**HOW TO COMPLETE THIS TASK**
If a line in the listing carries the word "Haskell", return a copy of that line.
******************************
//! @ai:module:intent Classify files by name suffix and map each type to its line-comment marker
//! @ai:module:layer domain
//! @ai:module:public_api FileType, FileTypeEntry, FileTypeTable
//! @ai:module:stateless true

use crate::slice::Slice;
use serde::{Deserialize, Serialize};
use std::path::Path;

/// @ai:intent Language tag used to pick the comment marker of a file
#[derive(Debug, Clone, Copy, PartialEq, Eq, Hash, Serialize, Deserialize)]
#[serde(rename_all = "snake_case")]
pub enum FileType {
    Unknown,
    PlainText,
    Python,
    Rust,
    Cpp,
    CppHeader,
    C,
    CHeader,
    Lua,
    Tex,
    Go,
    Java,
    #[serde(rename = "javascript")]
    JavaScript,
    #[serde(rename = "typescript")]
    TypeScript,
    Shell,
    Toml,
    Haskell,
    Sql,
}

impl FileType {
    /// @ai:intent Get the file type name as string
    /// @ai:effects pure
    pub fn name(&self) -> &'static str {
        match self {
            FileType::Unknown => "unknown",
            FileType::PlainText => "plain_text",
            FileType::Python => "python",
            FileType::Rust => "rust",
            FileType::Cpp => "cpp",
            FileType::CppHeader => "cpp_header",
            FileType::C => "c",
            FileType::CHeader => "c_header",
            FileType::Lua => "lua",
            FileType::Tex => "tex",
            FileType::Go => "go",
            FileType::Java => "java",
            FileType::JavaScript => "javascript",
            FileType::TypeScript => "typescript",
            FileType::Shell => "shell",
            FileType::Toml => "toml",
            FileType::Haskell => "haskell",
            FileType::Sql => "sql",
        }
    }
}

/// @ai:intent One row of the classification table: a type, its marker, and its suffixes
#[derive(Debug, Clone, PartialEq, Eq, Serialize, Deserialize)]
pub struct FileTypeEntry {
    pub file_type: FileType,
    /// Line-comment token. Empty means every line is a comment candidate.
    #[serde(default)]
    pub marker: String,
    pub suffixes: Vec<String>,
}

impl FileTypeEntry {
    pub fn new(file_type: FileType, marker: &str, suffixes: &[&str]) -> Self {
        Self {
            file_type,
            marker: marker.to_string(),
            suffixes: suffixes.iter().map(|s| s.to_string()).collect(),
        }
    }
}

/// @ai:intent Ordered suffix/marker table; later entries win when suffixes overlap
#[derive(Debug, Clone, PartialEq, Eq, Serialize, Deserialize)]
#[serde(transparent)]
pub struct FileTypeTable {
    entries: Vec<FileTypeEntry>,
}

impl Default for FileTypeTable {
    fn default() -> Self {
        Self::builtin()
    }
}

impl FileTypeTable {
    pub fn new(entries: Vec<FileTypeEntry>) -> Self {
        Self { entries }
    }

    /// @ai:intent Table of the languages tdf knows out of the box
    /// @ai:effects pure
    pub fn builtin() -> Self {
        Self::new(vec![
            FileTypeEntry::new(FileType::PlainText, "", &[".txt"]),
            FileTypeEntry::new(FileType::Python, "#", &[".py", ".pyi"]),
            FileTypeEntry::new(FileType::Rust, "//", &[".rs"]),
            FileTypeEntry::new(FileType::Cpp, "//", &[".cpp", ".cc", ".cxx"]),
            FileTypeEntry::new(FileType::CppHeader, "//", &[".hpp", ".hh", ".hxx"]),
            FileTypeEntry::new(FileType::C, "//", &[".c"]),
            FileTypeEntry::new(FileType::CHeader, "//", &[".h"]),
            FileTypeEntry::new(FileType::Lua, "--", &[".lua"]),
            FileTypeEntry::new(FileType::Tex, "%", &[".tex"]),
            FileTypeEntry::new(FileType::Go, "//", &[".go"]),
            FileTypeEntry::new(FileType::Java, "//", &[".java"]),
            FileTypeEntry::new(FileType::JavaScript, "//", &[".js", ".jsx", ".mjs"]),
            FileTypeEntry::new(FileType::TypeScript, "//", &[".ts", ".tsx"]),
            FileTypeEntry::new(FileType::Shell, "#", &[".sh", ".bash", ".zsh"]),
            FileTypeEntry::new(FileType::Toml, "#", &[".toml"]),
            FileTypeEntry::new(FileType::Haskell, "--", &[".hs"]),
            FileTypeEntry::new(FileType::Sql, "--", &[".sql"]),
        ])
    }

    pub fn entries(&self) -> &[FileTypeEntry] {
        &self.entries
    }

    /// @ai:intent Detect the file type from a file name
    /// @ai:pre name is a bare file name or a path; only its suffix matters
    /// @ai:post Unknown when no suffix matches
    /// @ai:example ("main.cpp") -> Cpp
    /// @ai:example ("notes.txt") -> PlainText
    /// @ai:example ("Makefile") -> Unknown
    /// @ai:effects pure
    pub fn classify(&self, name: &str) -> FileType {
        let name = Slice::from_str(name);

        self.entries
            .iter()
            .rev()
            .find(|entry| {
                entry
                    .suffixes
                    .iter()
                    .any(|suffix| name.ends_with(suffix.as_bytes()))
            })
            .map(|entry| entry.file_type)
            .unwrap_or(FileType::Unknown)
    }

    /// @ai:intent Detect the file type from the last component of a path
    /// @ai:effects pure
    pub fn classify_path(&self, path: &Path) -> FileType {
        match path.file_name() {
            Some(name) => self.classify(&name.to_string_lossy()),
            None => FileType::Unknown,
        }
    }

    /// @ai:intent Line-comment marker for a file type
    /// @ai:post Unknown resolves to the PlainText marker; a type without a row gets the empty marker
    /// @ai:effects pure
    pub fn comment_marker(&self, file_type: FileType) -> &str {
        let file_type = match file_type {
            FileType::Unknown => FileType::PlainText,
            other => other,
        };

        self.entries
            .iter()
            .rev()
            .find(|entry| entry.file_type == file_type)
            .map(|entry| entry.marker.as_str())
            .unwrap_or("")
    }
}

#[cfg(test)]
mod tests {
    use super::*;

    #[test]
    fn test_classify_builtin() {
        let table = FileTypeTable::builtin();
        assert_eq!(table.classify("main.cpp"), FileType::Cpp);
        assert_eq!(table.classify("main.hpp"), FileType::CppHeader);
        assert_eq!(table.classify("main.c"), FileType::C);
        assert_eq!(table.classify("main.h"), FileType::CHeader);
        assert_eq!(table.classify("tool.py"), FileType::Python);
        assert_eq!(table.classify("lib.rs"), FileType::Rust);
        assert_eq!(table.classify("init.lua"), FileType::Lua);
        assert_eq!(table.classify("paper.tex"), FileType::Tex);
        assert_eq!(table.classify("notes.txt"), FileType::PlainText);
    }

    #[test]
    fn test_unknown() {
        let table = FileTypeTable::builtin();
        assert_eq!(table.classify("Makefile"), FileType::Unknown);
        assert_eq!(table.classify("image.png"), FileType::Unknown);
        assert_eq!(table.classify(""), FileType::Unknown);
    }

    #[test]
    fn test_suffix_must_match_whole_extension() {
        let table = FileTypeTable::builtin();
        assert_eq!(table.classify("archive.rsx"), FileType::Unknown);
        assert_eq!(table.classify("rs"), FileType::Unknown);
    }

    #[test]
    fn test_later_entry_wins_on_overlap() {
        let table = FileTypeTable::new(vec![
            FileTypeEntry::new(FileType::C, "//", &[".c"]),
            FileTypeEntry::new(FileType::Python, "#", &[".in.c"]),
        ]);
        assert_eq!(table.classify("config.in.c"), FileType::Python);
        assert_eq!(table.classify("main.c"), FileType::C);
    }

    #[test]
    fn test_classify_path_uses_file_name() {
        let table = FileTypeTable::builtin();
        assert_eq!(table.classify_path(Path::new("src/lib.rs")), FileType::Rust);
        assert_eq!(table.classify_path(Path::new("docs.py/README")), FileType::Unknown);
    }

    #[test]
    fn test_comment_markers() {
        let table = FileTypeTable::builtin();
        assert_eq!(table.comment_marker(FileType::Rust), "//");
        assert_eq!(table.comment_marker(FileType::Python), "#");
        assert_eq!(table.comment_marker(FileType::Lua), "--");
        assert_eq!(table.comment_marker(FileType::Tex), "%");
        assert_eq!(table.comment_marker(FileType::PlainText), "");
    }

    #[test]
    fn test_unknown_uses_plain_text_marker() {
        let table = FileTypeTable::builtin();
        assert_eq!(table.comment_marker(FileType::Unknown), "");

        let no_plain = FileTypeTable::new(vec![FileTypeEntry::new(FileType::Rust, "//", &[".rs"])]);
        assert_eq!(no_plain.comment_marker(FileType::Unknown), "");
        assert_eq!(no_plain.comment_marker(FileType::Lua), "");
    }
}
******************************
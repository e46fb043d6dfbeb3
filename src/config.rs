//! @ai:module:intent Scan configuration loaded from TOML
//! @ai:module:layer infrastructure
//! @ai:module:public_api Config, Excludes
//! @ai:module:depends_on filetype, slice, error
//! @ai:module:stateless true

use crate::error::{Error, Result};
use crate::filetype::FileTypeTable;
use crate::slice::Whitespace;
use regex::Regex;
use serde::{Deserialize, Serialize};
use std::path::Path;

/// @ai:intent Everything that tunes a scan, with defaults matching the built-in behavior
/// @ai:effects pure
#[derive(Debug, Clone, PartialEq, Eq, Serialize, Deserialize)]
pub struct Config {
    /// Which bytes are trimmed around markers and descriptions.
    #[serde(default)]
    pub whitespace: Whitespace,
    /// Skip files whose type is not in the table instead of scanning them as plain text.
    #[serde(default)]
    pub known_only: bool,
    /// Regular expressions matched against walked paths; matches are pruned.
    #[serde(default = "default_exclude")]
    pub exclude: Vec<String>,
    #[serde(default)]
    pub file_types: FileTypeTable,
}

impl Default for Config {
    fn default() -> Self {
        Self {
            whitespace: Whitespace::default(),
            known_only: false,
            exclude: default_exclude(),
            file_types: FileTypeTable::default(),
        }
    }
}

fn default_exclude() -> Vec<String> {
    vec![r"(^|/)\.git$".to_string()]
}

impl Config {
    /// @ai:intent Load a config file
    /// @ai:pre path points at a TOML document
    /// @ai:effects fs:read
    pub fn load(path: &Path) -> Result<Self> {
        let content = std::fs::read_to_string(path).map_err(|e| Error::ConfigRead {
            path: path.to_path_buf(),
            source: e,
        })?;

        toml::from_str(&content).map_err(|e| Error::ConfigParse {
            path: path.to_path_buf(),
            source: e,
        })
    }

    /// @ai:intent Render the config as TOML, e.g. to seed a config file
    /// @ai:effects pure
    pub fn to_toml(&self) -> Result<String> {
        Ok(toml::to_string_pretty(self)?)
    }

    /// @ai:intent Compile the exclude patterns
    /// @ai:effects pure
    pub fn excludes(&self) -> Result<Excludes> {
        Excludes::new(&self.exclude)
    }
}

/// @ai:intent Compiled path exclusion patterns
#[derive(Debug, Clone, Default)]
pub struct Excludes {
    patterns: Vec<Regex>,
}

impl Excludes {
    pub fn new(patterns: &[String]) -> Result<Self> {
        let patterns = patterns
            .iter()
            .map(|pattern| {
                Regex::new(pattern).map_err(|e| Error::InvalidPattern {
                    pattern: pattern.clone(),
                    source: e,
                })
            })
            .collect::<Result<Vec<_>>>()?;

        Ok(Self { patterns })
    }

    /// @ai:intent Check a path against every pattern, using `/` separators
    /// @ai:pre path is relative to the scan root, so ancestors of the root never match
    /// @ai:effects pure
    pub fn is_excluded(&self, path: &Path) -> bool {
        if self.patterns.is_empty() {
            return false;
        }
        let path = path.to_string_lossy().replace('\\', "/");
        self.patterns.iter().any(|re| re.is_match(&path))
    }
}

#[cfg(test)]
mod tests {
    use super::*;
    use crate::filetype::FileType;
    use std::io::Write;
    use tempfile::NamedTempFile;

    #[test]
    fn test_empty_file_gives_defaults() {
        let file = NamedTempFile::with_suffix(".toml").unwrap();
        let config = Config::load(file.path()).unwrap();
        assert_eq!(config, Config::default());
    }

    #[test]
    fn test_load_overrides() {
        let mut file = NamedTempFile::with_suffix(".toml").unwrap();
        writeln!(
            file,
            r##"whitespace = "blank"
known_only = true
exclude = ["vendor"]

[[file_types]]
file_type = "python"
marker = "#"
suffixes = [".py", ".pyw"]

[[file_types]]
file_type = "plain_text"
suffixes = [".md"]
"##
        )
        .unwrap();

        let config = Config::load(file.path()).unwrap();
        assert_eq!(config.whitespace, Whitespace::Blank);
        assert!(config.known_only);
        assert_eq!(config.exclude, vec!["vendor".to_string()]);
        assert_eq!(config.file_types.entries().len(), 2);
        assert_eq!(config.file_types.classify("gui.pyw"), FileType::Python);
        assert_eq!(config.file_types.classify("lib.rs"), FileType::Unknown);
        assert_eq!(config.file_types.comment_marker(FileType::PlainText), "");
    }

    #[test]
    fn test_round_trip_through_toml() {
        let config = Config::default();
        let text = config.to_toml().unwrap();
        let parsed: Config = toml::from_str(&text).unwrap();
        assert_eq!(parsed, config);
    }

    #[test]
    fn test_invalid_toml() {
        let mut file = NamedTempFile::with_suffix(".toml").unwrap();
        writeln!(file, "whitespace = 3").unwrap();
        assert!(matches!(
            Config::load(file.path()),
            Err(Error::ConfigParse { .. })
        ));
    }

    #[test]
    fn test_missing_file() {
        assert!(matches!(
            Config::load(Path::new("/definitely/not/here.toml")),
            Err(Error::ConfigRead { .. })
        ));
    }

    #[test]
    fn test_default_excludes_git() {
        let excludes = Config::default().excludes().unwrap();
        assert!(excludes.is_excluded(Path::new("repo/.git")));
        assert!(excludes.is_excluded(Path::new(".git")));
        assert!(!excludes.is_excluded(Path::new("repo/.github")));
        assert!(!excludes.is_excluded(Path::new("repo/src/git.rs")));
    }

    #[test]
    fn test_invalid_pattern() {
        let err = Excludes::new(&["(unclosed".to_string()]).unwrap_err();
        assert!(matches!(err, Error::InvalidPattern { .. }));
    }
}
******************************
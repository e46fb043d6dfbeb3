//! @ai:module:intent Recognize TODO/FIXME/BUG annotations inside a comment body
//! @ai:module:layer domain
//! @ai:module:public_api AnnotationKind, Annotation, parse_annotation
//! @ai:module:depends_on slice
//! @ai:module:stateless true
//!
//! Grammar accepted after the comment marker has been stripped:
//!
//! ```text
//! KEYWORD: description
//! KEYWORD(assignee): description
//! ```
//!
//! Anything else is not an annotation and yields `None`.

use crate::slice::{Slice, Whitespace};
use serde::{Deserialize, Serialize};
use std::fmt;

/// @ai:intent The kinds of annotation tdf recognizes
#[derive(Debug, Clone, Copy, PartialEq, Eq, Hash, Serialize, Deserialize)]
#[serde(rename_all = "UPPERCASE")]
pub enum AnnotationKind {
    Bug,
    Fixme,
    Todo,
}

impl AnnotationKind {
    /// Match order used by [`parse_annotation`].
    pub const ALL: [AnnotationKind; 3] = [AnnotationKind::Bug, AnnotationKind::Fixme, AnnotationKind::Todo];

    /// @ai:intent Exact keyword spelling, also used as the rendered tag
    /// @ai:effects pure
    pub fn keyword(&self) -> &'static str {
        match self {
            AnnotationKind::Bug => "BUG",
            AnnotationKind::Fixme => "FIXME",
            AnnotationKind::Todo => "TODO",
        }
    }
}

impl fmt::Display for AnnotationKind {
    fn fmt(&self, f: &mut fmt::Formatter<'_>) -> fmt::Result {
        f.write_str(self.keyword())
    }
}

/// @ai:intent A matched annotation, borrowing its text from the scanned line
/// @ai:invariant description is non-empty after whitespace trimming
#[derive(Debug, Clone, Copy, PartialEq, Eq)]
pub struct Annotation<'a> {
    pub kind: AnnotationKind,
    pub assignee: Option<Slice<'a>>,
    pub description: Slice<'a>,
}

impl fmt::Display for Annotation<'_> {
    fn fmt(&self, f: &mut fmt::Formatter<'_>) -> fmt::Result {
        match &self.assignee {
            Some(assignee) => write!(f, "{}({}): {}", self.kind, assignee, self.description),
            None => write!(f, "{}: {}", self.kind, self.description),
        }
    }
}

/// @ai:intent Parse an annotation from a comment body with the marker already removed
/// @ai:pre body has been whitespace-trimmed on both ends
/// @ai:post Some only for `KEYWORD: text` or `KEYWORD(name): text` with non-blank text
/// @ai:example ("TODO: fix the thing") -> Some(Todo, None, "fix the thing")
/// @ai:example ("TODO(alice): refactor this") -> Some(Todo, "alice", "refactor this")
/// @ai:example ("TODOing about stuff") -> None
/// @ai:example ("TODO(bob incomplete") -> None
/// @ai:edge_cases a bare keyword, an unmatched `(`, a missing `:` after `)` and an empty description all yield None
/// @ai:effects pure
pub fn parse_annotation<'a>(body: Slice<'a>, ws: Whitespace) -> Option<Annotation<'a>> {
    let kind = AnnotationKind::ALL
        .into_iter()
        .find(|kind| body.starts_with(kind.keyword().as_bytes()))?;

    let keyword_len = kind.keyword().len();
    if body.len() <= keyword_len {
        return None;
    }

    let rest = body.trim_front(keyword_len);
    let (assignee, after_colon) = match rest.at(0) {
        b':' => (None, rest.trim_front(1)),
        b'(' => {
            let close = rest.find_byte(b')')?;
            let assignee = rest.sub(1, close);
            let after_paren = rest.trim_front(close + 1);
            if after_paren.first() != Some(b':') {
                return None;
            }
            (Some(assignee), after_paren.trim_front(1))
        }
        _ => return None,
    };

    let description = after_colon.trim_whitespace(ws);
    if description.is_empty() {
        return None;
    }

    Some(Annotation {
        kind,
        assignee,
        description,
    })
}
******************************
**EXPECTED ANSWER**
    Haskell,
            FileType::Haskell => "haskell",
            FileTypeEntry::new(FileType::Haskell, "--", &[".hs"]),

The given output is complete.